"Classified" & "Caught in the Web" by Harsha Venkataraman
The rain has softened the ground today,
better for digging my homely grave,
and as I lie awake and wait for
the morning bleariness, I am just
an honest poison they say,
morally uncomfortable and a
necessary tragedy. A stranger
to my actions and in name.
I have tasted the silent crimes,
Run my tongue along their inky grooves.
I am their cog; the cuts across my tongue
bleed oil. Blood that never dies,
yet none ever do realize, I am the inky oil,
staining the hands and handkerchiefs
of men clouded by smokey gold.
They cannot wash off my stench from
their sticky hands tucked inside
pristine white gloves who water books
instead of burning them. The poisoned
pressed flower grows tangled vines in
our book. What foul betrayal gestates in
our soil? Done by those trapped in
their own festering vines.
Oh what is to be done?

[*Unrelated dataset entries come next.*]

//! Numerical integration of the bounded bivariate density.

mod quadrature;
mod truncated;

pub use quadrature::{AdaptiveQuadrature, QuadStatus, Quadrature};
pub use truncated::{
    log_likelihoods, Moment, SufficientStatistics, TruncatedIntegrator, UnitIntegrand,
};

I know--
Today’s headline reads:
A revolutionary casket,
modelled by yours truly,
Caught in the Web:
My Amma says my skin is so vela, so fair.
The web has her tangled up as well.
The sticky shimmery threads: the lair
we are all their prey. A plague, in other words,
a beautiful veil. Few take a second glance
when they dress in such spider silks,
the shiny threads look lovely under their trance
they say in the mirror. But the rest,
we are trapped, our arms pinned back,
and the world turns a blind eye when
the system demands another snack.
The moderates' outrage is shallow.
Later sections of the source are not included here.